Force est de constater que la laïcité est de plus en plus souvent remise en cause dans notre pays par une grande partie de la communauté musulmane.

C’est un fait.

Mais nous ne devons pas oublier que le rejet de la laïcité a été également l’apanage des églises et en particulier de l’église catholique pendant de nombreuses années.

Aujourd’hui c’est moins le cas car les catholiques et les chrétiens s’appuient sur le principe de laïcité pour défendre une « catho-laïcité » identitaire fondée sur les racines chrétiennes de la France.

Le contraire de la laïcité, quoi !!!

D’autres encore prônent une laïcité francisée, nationale, voire nationaliste : c’est pour mieux chasser l’émigré, l’arabe, le musulman de France.

Oui il y a bien un racisme anti arabe qui se développe dangereusement.

Et ce n’est pas être « Islamo gauchiste » que de le condamner.
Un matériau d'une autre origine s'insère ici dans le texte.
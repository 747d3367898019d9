use std::{error, fmt};

use anyhow::{ensure, Context};
use serde::Deserialize;

/// Geometry of one simulated cache: `2^s` sets of `E` lines, `2^b` byte blocks.
#[derive(Debug, Clone, PartialEq, Eq, Deserialize)]
pub struct CacheConfig {
    #[serde(default)]
    name: Option<String>,
    pub s: u32,
    #[serde(rename = "E")]
    pub lines: usize,
    pub b: u32,
}

#[derive(Deserialize)]
pub struct Config {
    pub caches: Vec<CacheConfig>,
}

#[derive(Debug, Clone, PartialEq, Eq)]
pub enum ConfigError {
    NoLines,
    TooWide { s: u32, b: u32 },
    TooLarge { s: u32, lines: usize },
}

impl fmt::Display for ConfigError {
    fn fmt(&self, f: &mut fmt::Formatter<'_>) -> fmt::Result {
        match self {
            ConfigError::NoLines => write!(f, "a set must hold at least one line (E >= 1)"),
            ConfigError::TooWide { s, b } => {
                write!(f, "s + b must not exceed 64 address bits (s={s}, b={b})")
            }
            ConfigError::TooLarge { s, lines } => {
                write!(f, "cannot allocate 2^{s} sets of {lines} lines")
            }
        }
    }
}

impl error::Error for ConfigError {}

impl CacheConfig {
    pub fn new(s: u32, lines: usize, b: u32) -> Self {
        CacheConfig {
            name: None,
            s,
            lines,
            b,
        }
    }

    pub fn name(&self) -> String {
        match &self.name {
            Some(name) => name.clone(),
            None => format!("s{}-E{}-b{}", self.s, self.lines, self.b),
        }
    }

    /// Structural checks the cache model itself depends on.
    pub fn validate(&self) -> Result<(), ConfigError> {
        if self.lines == 0 {
            return Err(ConfigError::NoLines);
        }
        if self.s.checked_add(self.b).map_or(true, |width| width > 64) {
            return Err(ConfigError::TooWide {
                s: self.s,
                b: self.b,
            });
        }
        Ok(())
    }

    /// User-supplied geometries must set every parameter to a positive value.
    pub fn require_positive(&self) -> anyhow::Result<()> {
        ensure!(self.s > 0, "{}: -s must be a positive integer", self.name());
        ensure!(self.lines > 0, "{}: -E must be a positive integer", self.name());
        ensure!(self.b > 0, "{}: -b must be a positive integer", self.name());
        Ok(())
    }
}

impl Config {
    pub fn from_json(json: &str) -> anyhow::Result<Config> {
        let config: Config = serde_json::from_str(json).context("invalid cache config json")?;
        ensure!(!config.caches.is_empty(), "config lists no caches");
        for cache in &config.caches {
            cache.require_positive()?;
        }
        Ok(config)
    }
}

#[cfg(test)]
mod tests {
    use super::*;

    #[test]
    fn parses_sweep_config() {
        let config = Config::from_json(
            r#"{ "caches": [
                { "name": "small", "s": 1, "E": 1, "b": 1 },
                { "s": 4, "E": 2, "b": 4 }
            ] }"#,
        )
        .unwrap();
        assert_eq!(config.caches.len(), 2);
        assert_eq!(config.caches[0].name(), "small");
        assert_eq!(config.caches[1], CacheConfig::new(4, 2, 4));
        assert_eq!(config.caches[1].name(), "s4-E2-b4");
    }

    #[test]
    fn rejects_zero_parameters() {
        assert!(CacheConfig::new(0, 1, 1).require_positive().is_err());
        assert!(CacheConfig::new(1, 0, 1).require_positive().is_err());
        assert!(CacheConfig::new(1, 1, 0).require_positive().is_err());
        assert!(CacheConfig::new(1, 1, 1).require_positive().is_ok());

        let err = Config::from_json(r#"{ "caches": [ { "s": 0, "E": 1, "b": 4 } ] }"#);
        assert!(err.is_err());
    }

    #[test]
    fn rejects_empty_and_malformed_json() {
        assert!(Config::from_json(r#"{ "caches": [] }"#).is_err());
        assert!(Config::from_json(r#"{ "caches": [ { "s": 1 } ] }"#).is_err());
        assert!(Config::from_json("not json").is_err());
    }

    #[test]
    fn validate_checks_geometry() {
        assert_eq!(CacheConfig::new(0, 1, 0).validate(), Ok(()));
        assert_eq!(CacheConfig::new(32, 1, 32).validate(), Ok(()));
        assert_eq!(CacheConfig::new(2, 0, 2).validate(), Err(ConfigError::NoLines));
        assert_eq!(
            CacheConfig::new(40, 1, 25).validate(),
            Err(ConfigError::TooWide { s: 40, b: 25 })
        );
    }
}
Dans le terme même, d’ailleurs, de « Islamo gauchiste », il y a un son, une musique désagréable.

En mai 68 ce sont bien les « gauchistes » qui étaient violemment attaqués par la droite la plus réactionnaire et conservatrice alors au pouvoir.

Reprendre ce terme en l’accolant à celui d’Islam est un procédé qui relève de l’amalgame et d’une vieille pensée droitière, reprise par un certain nombre de gens de gauche.

La violence du débat quant à la laïcité est réelle  : de part et d’autre c’est le retour du délit d’opinion.

Ceux qui admettent certaines pratiques inégalitaires, notamment entre les hommes et les femmes, homophobes, violentes, agressives, racistes, antisémites, doivent être dénoncés.

Mais peut-on admettre une certaine sincérité des autres, ceux qui considèrent que l’on stigmatise trop une certaine catégorie de la population, se sentant elle-même discriminée ?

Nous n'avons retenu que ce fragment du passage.